Currently toolkit does these by:
1.
i) parallel over j, within t (fastOLG) and if we can also divide-and-conquer
ii) tan improvement, parallel over j
iii) parallel the evaluations over j
iv) don’t do anything special
2. linear update

Over past two-three years, there have been big improvements to (i), (ii) and (iii), making them all parallel over j.

Runtimes currently are largely about two steps, (1i) and 2.

Heer & Mausner textbook, Section 10.4 describe three ways to do step 2: linear, Newton & Broyden. “Updating Schemes” on pg 586 (of 2024 3rd ed.) describes updating a path for \{x_t\}_{t=1}^T as:

Linear: x_t^{i+1}=\phi x_t^i + (1-\phi) x_t^{i*}, where i is the iteration of the path (a counter for what was described above as step 2).
[This is essentially what VFI Toolkit does, but using the evaluation of the general eqm eqn, rather than x_t^{i*} (x_t^{i*} can be understood as value for x_t that we get in step 1iii, but would be difficult to do in a generic fashion, e.g. for things like gov. debt, or for prices rather than quantities)]

Newton-Raphson: \mathbf{x}^{i+1}=\mathbf{x}^i -\mathbf{J(x^i)}^{-1} \mathbf{g(x)}
where \mathbf{J(x^i)} is the Jacobian of \mathbf{g(x)} [it is the state-space jacobian], and \mathbf{g(x)}=\mathbf{x}^i - \mathbf{x}^{i*}. [note, the t subscript disappears as these are all vectors over the t dimension]

Computing the Jacobian can be time consuming in larger models, and these leads to the third method,
Broyden: Same as Newton-Raphson, except do not compute Jacobian every iteration, instead use an approximation for the update. I don’t spell it out here, see Heer & Mausner Section 15.3.2. Broyden takes more iterations than the Newton-Raphson, but can save enough time in computing the Jacobian that it is still faster.

So where does this leave VFI Toolkit? Clearly there would be gains to be had from improving Step 2, whether is is about moving to Broyden, or to Anderson. I feel though like there are even bigger gains to be had from further improving 1i, and I have some ideas on this so I’m going to focus work here. Improving Step 2 is left for the future :smiley:


Note: Heer & Mausner textbook consider updating T (the number of periods of transition path) as part of algorithm. VFI Toolkit does not (at least presently) offer this option. I feel like in practice, is easier to just solve once with big T, eyeball results, choose a new T that has a big of cushion on end but not to much, done.

Note: Anderson algorithm is a version of linear, in which not just the previous iteration, but all of the last m_k iterations are being used.

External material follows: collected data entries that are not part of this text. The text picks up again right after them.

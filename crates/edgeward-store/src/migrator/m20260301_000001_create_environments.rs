//! Create the environments table with a unique edge_id index

use sea_orm_migration::{prelude::*, schema::*};

#[derive(DeriveMigrationName)]
pub struct Migration;

#[async_trait::async_trait]
impl MigrationTrait for Migration {
    async fn up(&self, manager: &SchemaManager) -> Result<(), DbErr> {
        manager
            .create_table(
                Table::create()
                    .table(Environments::Table)
                    .if_not_exists()
                    .col(pk_auto(Environments::Id))
                    .col(string_len(Environments::Name, 255).not_null())
                    .col(integer(Environments::EnvironmentType).not_null())
                    .col(string(Environments::Url).not_null().default(""))
                    .col(string(Environments::PublicUrl).not_null().default(""))
                    .col(integer(Environments::GroupId).not_null().default(1))
                    .col(integer(Environments::Status).not_null().default(1))
                    .col(string_len_null(Environments::EdgeId, 255))
                    .col(text(Environments::EdgeKey).not_null().default(""))
                    .col(
                        integer(Environments::EdgeCheckinInterval)
                            .not_null()
                            .default(0),
                    )
                    .col(
                        big_integer(Environments::LastCheckInDate)
                            .not_null()
                            .default(0),
                    )
                    .col(string(Environments::AgentPlatform).not_null().default(""))
                    .col(string(Environments::AgentVersion).not_null().default(""))
                    .col(
                        boolean(Environments::EdgeAsyncMode)
                            .not_null()
                            .default(false),
                    )
                    .col(integer(Environments::EdgePingInterval).not_null().default(0))
                    .col(
                        integer(Environments::EdgeSnapshotInterval)
                            .not_null()
                            .default(0),
                    )
                    .col(
                        integer(Environments::EdgeCommandInterval)
                            .not_null()
                            .default(0),
                    )
                    .col(boolean(Environments::IsEdgeDevice).not_null().default(false))
                    .col(boolean(Environments::UserTrusted).not_null().default(false))
                    .col(
                        timestamp_with_time_zone(Environments::CreatedAt)
                            .not_null()
                            .default(Expr::current_timestamp()),
                    )
                    .to_owned(),
            )
            .await?;

        // NULL edge IDs do not collide, so only enrolled agents are constrained
        manager
            .create_index(
                Index::create()
                    .if_not_exists()
                    .name("idx_environments_edge_id")
                    .table(Environments::Table)
                    .col(Environments::EdgeId)
                    .unique()
                    .to_owned(),
            )
            .await?;

        Ok(())
    }

    async fn down(&self, manager: &SchemaManager) -> Result<(), DbErr> {
        manager
            .drop_index(
                Index::drop()
                    .name("idx_environments_edge_id")
                    .table(Environments::Table)
                    .to_owned(),
            )
            .await?;

        manager
            .drop_table(Table::drop().table(Environments::Table).to_owned())
            .await
    }
}

#[derive(DeriveIden)]
enum Environments {
    Table,
    Id,
    Name,
    EnvironmentType,
    Url,
    PublicUrl,
    GroupId,
    Status,
    EdgeId,
    EdgeKey,
    EdgeCheckinInterval,
    LastCheckInDate,
    AgentPlatform,
    AgentVersion,
    EdgeAsyncMode,
    EdgePingInterval,
    EdgeSnapshotInterval,
    EdgeCommandInterval,
    IsEdgeDevice,
    UserTrusted,
    CreatedAt,
}
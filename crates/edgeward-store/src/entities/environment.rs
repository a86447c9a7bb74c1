//! Environment entity: one row per registered Docker/Kubernetes target

use edgeward_proto::{
    AgentMetadata, EdgeSettings, Environment as EnvironmentRecord, EnvironmentId,
    EnvironmentStatus, EnvironmentType,
};
use sea_orm::entity::prelude::*;
use sea_orm::{NotSet, Set};
use serde::{Deserialize, Serialize};

use crate::error::StoreError;

#[derive(Clone, Debug, PartialEq, DeriveEntityModel, Serialize, Deserialize)]
#[sea_orm(table_name = "environments")]
pub struct Model {
    #[sea_orm(primary_key)]
    pub id: i32,

    pub name: String,

    /// `EnvironmentType` code
    pub environment_type: i32,

    pub url: String,

    pub public_url: String,

    pub group_id: i32,

    /// `EnvironmentStatus` code
    pub status: i32,

    /// Edge agent identifier, unique when present
    #[sea_orm(unique)]
    pub edge_id: Option<String>,

    #[sea_orm(column_type = "Text")]
    pub edge_key: String,

    pub edge_checkin_interval: i32,

    /// Last persisted check-in (Unix seconds)
    pub last_check_in_date: i64,

    pub agent_platform: String,

    pub agent_version: String,

    pub edge_async_mode: bool,

    pub edge_ping_interval: i32,

    pub edge_snapshot_interval: i32,

    pub edge_command_interval: i32,

    pub is_edge_device: bool,

    pub user_trusted: bool,

    pub created_at: ChronoDateTimeUtc,
}

#[derive(Copy, Clone, Debug, EnumIter, DeriveRelation)]
pub enum Relation {}

impl ActiveModelBehavior for ActiveModel {}

fn to_column(value: u32) -> i32 {
    i32::try_from(value).unwrap_or(i32::MAX)
}

fn from_column(value: i32) -> u32 {
    u32::try_from(value).unwrap_or(0)
}

impl TryFrom<Model> for EnvironmentRecord {
    type Error = StoreError;

    fn try_from(model: Model) -> Result<Self, Self::Error> {
        let kind = EnvironmentType::try_from(model.environment_type)
            .map_err(|e| StoreError::Corrupt(format!("environment {}: {}", model.id, e)))?;
        let status = EnvironmentStatus::try_from(model.status)
            .map_err(|e| StoreError::Corrupt(format!("environment {}: {}", model.id, e)))?;

        Ok(EnvironmentRecord {
            id: EnvironmentId(model.id),
            name: model.name,
            kind,
            url: model.url,
            public_url: model.public_url,
            group_id: model.group_id,
            status,
            edge_id: model.edge_id.filter(|id| !id.is_empty()),
            edge_key: model.edge_key,
            edge_checkin_interval: from_column(model.edge_checkin_interval),
            last_check_in_date: model.last_check_in_date,
            agent: AgentMetadata {
                platform: model.agent_platform,
                version: model.agent_version,
            },
            edge: EdgeSettings {
                async_mode: model.edge_async_mode,
                ping_interval: from_column(model.edge_ping_interval),
                snapshot_interval: from_column(model.edge_snapshot_interval),
                command_interval: from_column(model.edge_command_interval),
            },
            is_edge_device: model.is_edge_device,
            user_trusted: model.user_trusted,
        })
    }
}

/// Build an active model from a record
///
/// An unassigned ID is left `NotSet` so the database numbers the row.
/// `created_at` is never written here: inserts take the column default and
/// updates keep the original value.
pub fn active_model(record: &EnvironmentRecord) -> ActiveModel {
    ActiveModel {
        id: if record.id.is_assigned() {
            Set(record.id.0)
        } else {
            NotSet
        },
        name: Set(record.name.clone()),
        environment_type: Set(record.kind.code()),
        url: Set(record.url.clone()),
        public_url: Set(record.public_url.clone()),
        group_id: Set(record.group_id),
        status: Set(record.status.code()),
        edge_id: Set(record.edge_id().map(str::to_string)),
        edge_key: Set(record.edge_key.clone()),
        edge_checkin_interval: Set(to_column(record.edge_checkin_interval)),
        last_check_in_date: Set(record.last_check_in_date),
        agent_platform: Set(record.agent.platform.clone()),
        agent_version: Set(record.agent.version.clone()),
        edge_async_mode: Set(record.edge.async_mode),
        edge_ping_interval: Set(to_column(record.edge.ping_interval)),
        edge_snapshot_interval: Set(to_column(record.edge.snapshot_interval)),
        edge_command_interval: Set(to_column(record.edge.command_interval)),
        is_edge_device: Set(record.is_edge_device),
        user_trusted: Set(record.user_trusted),
        created_at: NotSet,
    }
}
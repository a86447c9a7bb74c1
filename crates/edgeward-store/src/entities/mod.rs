//! Database entities

pub mod environment;
pub mod settings;

pub use environment::Entity as Environment;
pub use settings::Entity as Settings;

pub mod prelude {
    pub use super::environment::Entity as Environment;
    pub use super::settings::Entity as Settings;
}
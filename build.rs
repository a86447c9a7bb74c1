use std::process::Command;

/// Run git and return its trimmed stdout, or `None` outside a checkout
fn git(args: &[&str]) -> Option<String> {
    let output = Command::new("git").args(args).output().ok()?;
    if !output.status.success() {
        return None;
    }
    let text = String::from_utf8(output.stdout).ok()?;
    let text = text.trim();
    (!text.is_empty()).then(|| text.to_string())
}

fn main() {
    let commit = git(&["rev-parse", "--short=10", "HEAD"]).unwrap_or_else(|| "unknown".into());
    let release = git(&["describe", "--tags", "--abbrev=0"])
        .unwrap_or_else(|| format!("v{}", env!("CARGO_PKG_VERSION")));
    let built_at = chrono::Utc::now().format("%Y-%m-%dT%H:%M:%SZ");

    println!("cargo:rustc-env=EDGEWARD_GIT_HASH={commit}");
    println!("cargo:rustc-env=EDGEWARD_GIT_TAG={release}");
    println!("cargo:rustc-env=EDGEWARD_BUILD_TIME={built_at}");

    println!("cargo:rerun-if-changed=build.rs");
    println!("cargo:rerun-if-changed=.git/HEAD");
    println!("cargo:rerun-if-changed=.git/refs/tags");
}
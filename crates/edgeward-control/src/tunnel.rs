//! Reverse tunnel coordination
//!
//! Edge agents sit behind NAT and poll outward, so the control plane can only
//! signal that it wants a tunnel and wait for the next poll to pick that up.
//! Each environment moves between three states:
//!
//! ```text
//!            set_required               check-in
//!   Idle ─────────────────▶ Required ───────────▶ Active
//!    ▲                                              │
//!    └──────── set_idle / keep-alive expired ───────┘
//! ```
//!
//! State is created lazily on first reference and dropped only when the
//! environment itself is deleted.

use crate::error::TunnelError;
use crate::jobs::EdgeJobDispatcher;
use crate::port_allocator::PortAllocator;
use chrono::{DateTime, Utc};
use dashmap::DashMap;
use edgeward_auth::{CredentialIssuer, TunnelCredentials};
use edgeward_proto::{EnvironmentId, TunnelDetails, TunnelStatus};
use std::sync::atomic::{AtomicU64, Ordering};
use std::sync::Arc;
use std::time::Duration;
use tokio::sync::Notify;
use tracing::{debug, info};

/// Source of truth for which environment IDs exist
pub trait KnownEnvironments: Send + Sync {
    fn contains(&self, environment_id: EnvironmentId) -> bool;
}

#[derive(Debug, Clone, Copy, PartialEq, Eq)]
enum TunnelState {
    Idle,
    Required,
    Active { deadline: DateTime<Utc> },
}

impl TunnelState {
    fn status(&self) -> TunnelStatus {
        match self {
            TunnelState::Idle => TunnelStatus::Idle,
            TunnelState::Required => TunnelStatus::Required,
            TunnelState::Active { .. } => TunnelStatus::Active,
        }
    }
}

#[derive(Debug, Clone)]
struct TunnelEntry {
    state: TunnelState,
    last_activity: DateTime<Utc>,
    port: Option<u16>,
    /// Port held before the last release, requested again on reopen
    previous_port: Option<u16>,
    credentials: Option<TunnelCredentials>,
}

impl TunnelEntry {
    fn new() -> Self {
        Self {
            state: TunnelState::Idle,
            last_activity: Utc::now(),
            port: None,
            previous_port: None,
            credentials: None,
        }
    }
}

fn deadline_after(now: DateTime<Utc>, duration: Duration) -> DateTime<Utc> {
    chrono::Duration::from_std(duration)
        .ok()
        .and_then(|duration| now.checked_add_signed(duration))
        .unwrap_or(DateTime::<Utc>::MAX_UTC)
}

/// Per-environment tunnel state machine
pub struct TunnelCoordinator {
    tunnels: DashMap<EnvironmentId, TunnelEntry>,
    environments: Arc<dyn KnownEnvironments>,
    ports: Arc<dyn PortAllocator>,
    credentials: Arc<CredentialIssuer>,
    jobs: Arc<EdgeJobDispatcher>,
    keep_alive_secs: AtomicU64,
    activated: Notify,
}

impl TunnelCoordinator {
    pub fn new(
        environments: Arc<dyn KnownEnvironments>,
        ports: Arc<dyn PortAllocator>,
        credentials: Arc<CredentialIssuer>,
        jobs: Arc<EdgeJobDispatcher>,
        keep_alive: Duration,
    ) -> Self {
        Self {
            tunnels: DashMap::new(),
            environments,
            ports,
            credentials,
            jobs,
            keep_alive_secs: AtomicU64::new(keep_alive.as_secs()),
            activated: Notify::new(),
        }
    }

    /// Keep-alive applied on activation
    pub fn keep_alive_duration(&self) -> Duration {
        Duration::from_secs(self.keep_alive_secs.load(Ordering::Relaxed))
    }

    pub fn set_keep_alive_duration(&self, keep_alive: Duration) {
        self.keep_alive_secs
            .store(keep_alive.as_secs(), Ordering::Relaxed);
    }

    fn ensure_known(&self, environment_id: EnvironmentId) -> Result<(), TunnelError> {
        if self.environments.contains(environment_id) {
            Ok(())
        } else {
            Err(TunnelError::UnknownEnvironment(environment_id))
        }
    }

    /// Reserve a listener port unless the entry already holds one
    ///
    /// Returns the port and whether it was newly reserved. The port released
    /// last time is requested first so reconnecting agents keep their listener.
    fn reserve_port(
        &self,
        environment_id: EnvironmentId,
        entry: &TunnelEntry,
    ) -> Result<(u16, bool), TunnelError> {
        if let Some(port) = entry.port {
            return Ok((port, false));
        }
        let port = self
            .ports
            .allocate(environment_id, entry.previous_port)
            .map_err(TunnelError::PortAllocation)?;
        Ok((port, true))
    }

    fn release(&self, environment_id: EnvironmentId, entry: &mut TunnelEntry) {
        if let Some(port) = entry.port.take() {
            self.ports.deallocate(environment_id);
            entry.previous_port = Some(port);
        }
        entry.credentials = None;
    }

    /// Undo a transition that raced with the environment's deletion
    fn drop_if_forgotten(&self, environment_id: EnvironmentId) -> Result<(), TunnelError> {
        if self.environments.contains(environment_id) {
            return Ok(());
        }
        self.invalidate(environment_id);
        Err(TunnelError::UnknownEnvironment(environment_id))
    }

    /// Ask the agent to open a tunnel on its next poll
    ///
    /// Idle and Active move to Required; Required stays put. Entering the
    /// state reserves a listener port and issues fresh credentials when the
    /// held ones are missing or expired. Nothing is kept if either step fails.
    pub fn set_required(&self, environment_id: EnvironmentId) -> Result<(), TunnelError> {
        self.ensure_known(environment_id)?;

        {
            let mut entry = self
                .tunnels
                .entry(environment_id)
                .or_insert_with(TunnelEntry::new);

            if entry.state == TunnelState::Required {
                return Ok(());
            }

            let (port, reserved) = self.reserve_port(environment_id, &entry)?;

            let now = Utc::now();
            let stale = entry
                .credentials
                .as_ref()
                .map_or(true, |credentials| credentials.is_expired_at(now));
            let credentials = if stale {
                match self.credentials.issue(environment_id) {
                    Ok(credentials) => Some(credentials),
                    Err(e) => {
                        if reserved {
                            self.ports.deallocate(environment_id);
                        }
                        return Err(e.into());
                    }
                }
            } else {
                entry.credentials.take()
            };

            entry.port = Some(port);
            entry.credentials = credentials;
            entry.state = TunnelState::Required;
            info!(environment_id = %environment_id, port, "Tunnel required");
        }

        self.drop_if_forgotten(environment_id)
    }

    /// Mark the agent's tunnel as open and start its keep-alive window
    pub fn set_active(&self, environment_id: EnvironmentId) -> Result<(), TunnelError> {
        self.ensure_known(environment_id)?;

        let now = Utc::now();
        let deadline = deadline_after(now, self.keep_alive_duration());

        {
            let mut entry = self
                .tunnels
                .entry(environment_id)
                .or_insert_with(TunnelEntry::new);

            let (port, _) = self.reserve_port(environment_id, &entry)?;
            let previous = entry.state.status();
            entry.port = Some(port);
            entry.state = TunnelState::Active { deadline };
            entry.last_activity = now;

            if previous != TunnelStatus::Active {
                info!(environment_id = %environment_id, port, from = %previous, "Tunnel active");
            }
        }

        self.drop_if_forgotten(environment_id)?;
        self.activated.notify_waiters();
        Ok(())
    }

    /// Force the tunnel closed and release its port
    pub fn set_idle(&self, environment_id: EnvironmentId) -> Result<(), TunnelError> {
        self.ensure_known(environment_id)?;

        if let Some(mut entry) = self.tunnels.get_mut(&environment_id) {
            if entry.state != TunnelState::Idle {
                info!(environment_id = %environment_id, "Tunnel stopped");
            }
            entry.state = TunnelState::Idle;
            self.release(environment_id, &mut entry);
        }
        Ok(())
    }

    /// Extend an active tunnel's deadline to at least `now + duration`
    ///
    /// Ignored unless the tunnel is Active; returns whether it applied.
    pub fn keep_alive(
        &self,
        environment_id: EnvironmentId,
        duration: Duration,
    ) -> Result<bool, TunnelError> {
        self.ensure_known(environment_id)?;

        let Some(mut entry) = self.tunnels.get_mut(&environment_id) else {
            return Ok(false);
        };
        let TunnelState::Active { deadline } = entry.state else {
            debug!(environment_id = %environment_id, state = %entry.state.status(), "Keep-alive ignored");
            return Ok(false);
        };

        let now = Utc::now();
        entry.state = TunnelState::Active {
            deadline: deadline.max(deadline_after(now, duration)),
        };
        entry.last_activity = now;
        Ok(true)
    }

    pub fn status(&self, environment_id: EnvironmentId) -> Result<TunnelStatus, TunnelError> {
        self.ensure_known(environment_id)?;

        Ok(self
            .tunnels
            .get(&environment_id)
            .map(|entry| entry.state.status())
            .unwrap_or_default())
    }

    /// Operator view of a tunnel including pending jobs
    pub fn details(&self, environment_id: EnvironmentId) -> Result<TunnelDetails, TunnelError> {
        self.ensure_known(environment_id)?;

        let entry = self
            .tunnels
            .get(&environment_id)
            .map(|entry| entry.clone())
            .unwrap_or_else(TunnelEntry::new);

        Ok(TunnelDetails {
            status: entry.state.status(),
            last_activity: entry.last_activity,
            port: entry.port,
            jobs: self.jobs.pending_for(environment_id),
            credentials: entry.credentials.map(|credentials| credentials.token),
        })
    }

    /// Request a tunnel if needed and wait until the agent opens it
    pub async fn active_tunnel(
        &self,
        environment_id: EnvironmentId,
        wait: Duration,
    ) -> Result<TunnelDetails, TunnelError> {
        if self.status(environment_id)? == TunnelStatus::Idle {
            self.set_required(environment_id)?;
        }

        let deadline = tokio::time::Instant::now() + wait;
        loop {
            let notified = self.activated.notified();
            tokio::pin!(notified);
            notified.as_mut().enable();

            if self.status(environment_id)? == TunnelStatus::Active {
                return self.details(environment_id);
            }

            if tokio::time::timeout_at(deadline, notified).await.is_err() {
                return Err(TunnelError::ActivationTimeout(environment_id));
            }
        }
    }

    /// Drop all state for a deleted environment
    pub fn invalidate(&self, environment_id: EnvironmentId) {
        if let Some((_, mut entry)) = self.tunnels.remove(&environment_id) {
            self.release(environment_id, &mut entry);
            debug!(environment_id = %environment_id, "Tunnel state invalidated");
        }
    }

    /// Demote every active tunnel whose deadline has passed
    pub fn sweep(&self) -> Vec<EnvironmentId> {
        self.sweep_at(Utc::now())
    }

    /// Sweep against an explicit clock reading
    ///
    /// Candidates are snapshotted first and each is re-checked under its own
    /// entry lock, so check-ins are never blocked for the whole scan.
    pub fn sweep_at(&self, now: DateTime<Utc>) -> Vec<EnvironmentId> {
        let expired = |state: &TunnelState| {
            matches!(state, TunnelState::Active { deadline } if now > *deadline)
        };

        let candidates: Vec<EnvironmentId> = self
            .tunnels
            .iter()
            .filter(|entry| expired(&entry.state))
            .map(|entry| *entry.key())
            .collect();

        let mut demoted = Vec::with_capacity(candidates.len());
        for environment_id in candidates {
            let Some(mut entry) = self.tunnels.get_mut(&environment_id) else {
                continue;
            };
            if !expired(&entry.state) {
                continue;
            }

            entry.state = TunnelState::Idle;
            self.release(environment_id, &mut entry);
            info!(environment_id = %environment_id, "Tunnel keep-alive expired");
            demoted.push(environment_id);
        }

        demoted
    }
}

Note: I say parallel over j in Tan improvement, really I just mean add age j as another dimension of the agent distribution within the iteration over t.

1 Like

Great explanation!

One question: what about transitions in infinite-horizon models? I was thinking about a model a la Guerrieri and Lorenzoni (QJE 2017), for example, or Bettina Bruggeman AEJ:Macro.

Another question: How do you parallelize over j (I guess j refers to age in an OLG model)? I think the loop over j cannot be parallelize because the iterations are not independent from each other. Instead, the loops over the other state variables, (a, z, etc) can be parallelized of course, either with parfor or implicitly through vectorization on the gpu/cpu

Yet another question: Listening to an online presentation of the Boar-Midrigan paper, I recall Virgiliu saying that the method by Zhang et al “saved their life” not so much because it is faster but because it is more robust. He was saying that with the naive method (I think the “linear” method) sometimes the transition did not converge, and they had to compute hundreds of transition paths for many different values of taxes in a reliable way.

1 Like

Infinite-horizon models, the transition is just the basics. All the steps are the same [1 i,ii,iii,iv, and 2], but obviously no parallelizing over j as there is no j (j indexes age/finite-horizon). So the only thing really left is the divide-and-conquer (and using Tan improvement).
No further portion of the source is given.